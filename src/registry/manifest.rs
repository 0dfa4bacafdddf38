//! Addon manifest parsing and install-URL normalization.

use std::collections::BTreeSet;

use serde::{Deserialize, Serialize};
use thiserror::Error;
use url::Url;

use crate::fetch::FetchError;
use crate::stream::MediaKind;

/// Install-time manifest failures. Installed providers are never affected.
#[derive(Debug, Error)]
pub enum ManifestError {
    #[error("unsupported manifest URL scheme {0:?}: only http and https are allowed")]
    UnsupportedScheme(String),

    #[error("invalid manifest URL {url:?}: {reason}")]
    InvalidUrl { url: String, reason: String },

    #[error("manifest is not valid JSON: {0}")]
    InvalidJson(#[source] serde_json::Error),

    #[error("failed to fetch manifest: {0}")]
    Fetch(#[from] FetchError),
}

/// Wire shape of `{base}/manifest.json`.
#[derive(Debug, Clone, Deserialize)]
#[serde(rename_all = "camelCase")]
pub struct Manifest {
    #[serde(default)]
    pub id: Option<String>,
    #[serde(default)]
    pub name: Option<String>,
    #[serde(default)]
    pub version: Option<String>,
    #[serde(default)]
    pub description: Option<String>,
    #[serde(default)]
    pub logo: Option<String>,
    #[serde(default)]
    pub types: Vec<String>,
    #[serde(default)]
    pub resources: Vec<ManifestResource>,
    #[serde(default)]
    pub id_prefixes: Option<Vec<String>>,
    #[serde(default)]
    pub catalogs: Vec<serde_json::Value>,
}

/// A resource is either a bare name or a detailed object.
#[derive(Debug, Clone, Deserialize)]
#[serde(untagged)]
pub enum ManifestResource {
    Name(String),
    Detailed {
        name: String,
        #[serde(default)]
        types: Option<Vec<String>>,
        #[serde(default, rename = "idPrefixes")]
        id_prefixes: Option<Vec<String>>,
    },
}

impl ManifestResource {
    pub fn name(&self) -> &str {
        match self {
            ManifestResource::Name(name) | ManifestResource::Detailed { name, .. } => name,
        }
    }
}

impl Manifest {
    pub fn parse(body: &[u8]) -> Result<Self, ManifestError> {
        serde_json::from_slice(body).map_err(ManifestError::InvalidJson)
    }

    fn stream_resource(&self) -> Option<&ManifestResource> {
        self.resources.iter().find(|r| r.name() == "stream")
    }
}

/// An installed third-party provider.
#[derive(Debug, Clone, PartialEq, Eq, Serialize, Deserialize)]
pub struct Provider {
    pub id: String,
    pub name: String,
    pub version: String,
    /// Manifest URL minus `/manifest.json`, no trailing slash.
    pub base_url: String,
    pub original_manifest_url: String,
    pub supported_types: BTreeSet<String>,
    pub stream_capable: bool,
    /// Manifest-level content id prefixes.
    pub id_prefixes: BTreeSet<String>,
    /// Prefixes declared on the stream resource itself.
    #[serde(default)]
    pub resource_id_prefixes: BTreeSet<String>,
    #[serde(default)]
    pub description: Option<String>,
    #[serde(default)]
    pub logo: Option<String>,
}

impl Provider {
    /// Build a provider record from a fetched manifest.
    pub fn from_manifest(manifest: Manifest, base_url: &str, original_manifest_url: &str) -> Self {
        let stream = manifest.stream_resource().cloned();

        let (resource_types, resource_prefixes) = match &stream {
            Some(ManifestResource::Detailed {
                types, id_prefixes, ..
            }) => (types.clone(), id_prefixes.clone()),
            _ => (None, None),
        };

        let supported_types = resource_types
            .unwrap_or_else(|| manifest.types.clone())
            .into_iter()
            .collect();

        let id = manifest
            .id
            .filter(|id| !id.trim().is_empty())
            .unwrap_or_else(|| slug_for(base_url));

        Self {
            name: manifest.name.unwrap_or_else(|| id.clone()),
            id,
            version: manifest.version.unwrap_or_else(|| "0.0.0".to_string()),
            base_url: base_url.to_string(),
            original_manifest_url: original_manifest_url.to_string(),
            supported_types,
            stream_capable: stream.is_some(),
            id_prefixes: manifest.id_prefixes.unwrap_or_default().into_iter().collect(),
            resource_id_prefixes: resource_prefixes.unwrap_or_default().into_iter().collect(),
            description: manifest.description,
            logo: manifest.logo,
        }
    }

    /// Whether this provider can serve streams for `content_id`.
    ///
    /// Requires a stream resource and a matching type; when id prefixes are
    /// declared at either level, the id must start with one of them.
    pub fn supports(&self, kind: MediaKind, content_id: &str) -> bool {
        if !self.stream_capable {
            return false;
        }
        if !self.supported_types.is_empty() && !self.supported_types.contains(kind.wire_type()) {
            return false;
        }

        let mut prefixes = self.id_prefixes.iter().chain(&self.resource_id_prefixes).peekable();
        if prefixes.peek().is_none() {
            return true;
        }
        prefixes.any(|prefix| content_id.starts_with(prefix.as_str()))
    }
}

/// Split a user-supplied URL into `(base_url, manifest_url)`.
///
/// Accepts either the manifest URL itself or the addon base URL.
pub fn normalize_install_url(input: &str) -> Result<(String, String), ManifestError> {
    let trimmed = input.trim();
    let parsed = Url::parse(trimmed).map_err(|e| ManifestError::InvalidUrl {
        url: trimmed.to_string(),
        reason: e.to_string(),
    })?;

    match parsed.scheme() {
        "http" | "https" => {}
        other => return Err(ManifestError::UnsupportedScheme(other.to_string())),
    }

    let without_query = trimmed
        .split(['?', '#'])
        .next()
        .unwrap_or(trimmed)
        .trim_end_matches('/');
    let base = without_query
        .strip_suffix("/manifest.json")
        .unwrap_or(without_query)
        .trim_end_matches('/')
        .to_string();

    let manifest_url = format!("{base}/manifest.json");
    Ok((base, manifest_url))
}

/// Deterministic id for manifests without one: host and path, slugified.
pub fn slug_for(base_url: &str) -> String {
    let stripped = base_url
        .strip_prefix("https://")
        .or_else(|| base_url.strip_prefix("http://"))
        .unwrap_or(base_url);

    let mut slug = String::with_capacity(stripped.len());
    for c in stripped.chars() {
        if c.is_ascii_alphanumeric() {
            slug.push(c.to_ascii_lowercase());
        } else if !slug.ends_with('-') {
            slug.push('-');
        }
    }
    slug.trim_matches('-').to_string()
}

[Your instructions] Repeat the records above line by line, from the first line through the line that contains "use crate::fetch::FetchError;".

[Response to this task]
filename src/registry/manifest.rs
repository 0dfa4bacafdddf38
//! Addon manifest parsing and install-URL normalization.

use std::collections::BTreeSet;

use serde::{Deserialize, Serialize};
use thiserror::Error;
use url::Url;

use crate::fetch::FetchError;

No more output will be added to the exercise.